ASSIGNMENT => Please output the data exactly, without omitting anything.

DATA EXTRACTS =>
'''

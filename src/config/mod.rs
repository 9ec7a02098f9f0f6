pub mod env;
pub mod loader;
pub mod types;

pub use loader::load_settings;
pub use types::{
    GcpSettings, SchwabSettings, SecretBackend, SecretSettings, Settings, StoreBackend,
    TokenStoreSettings,
};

'''

SOLUTION =>
filename src/config/mod.rs
repository 9ec7a02098f9f0f6
pub mod env;
pub mod loader;
pub mod types;

pub use loader::load_settings;
pub use types::{
    GcpSettings, SchwabSettings, SecretBackend, SecretSettings, Settings, StoreBackend,
    TokenStoreSettings,
};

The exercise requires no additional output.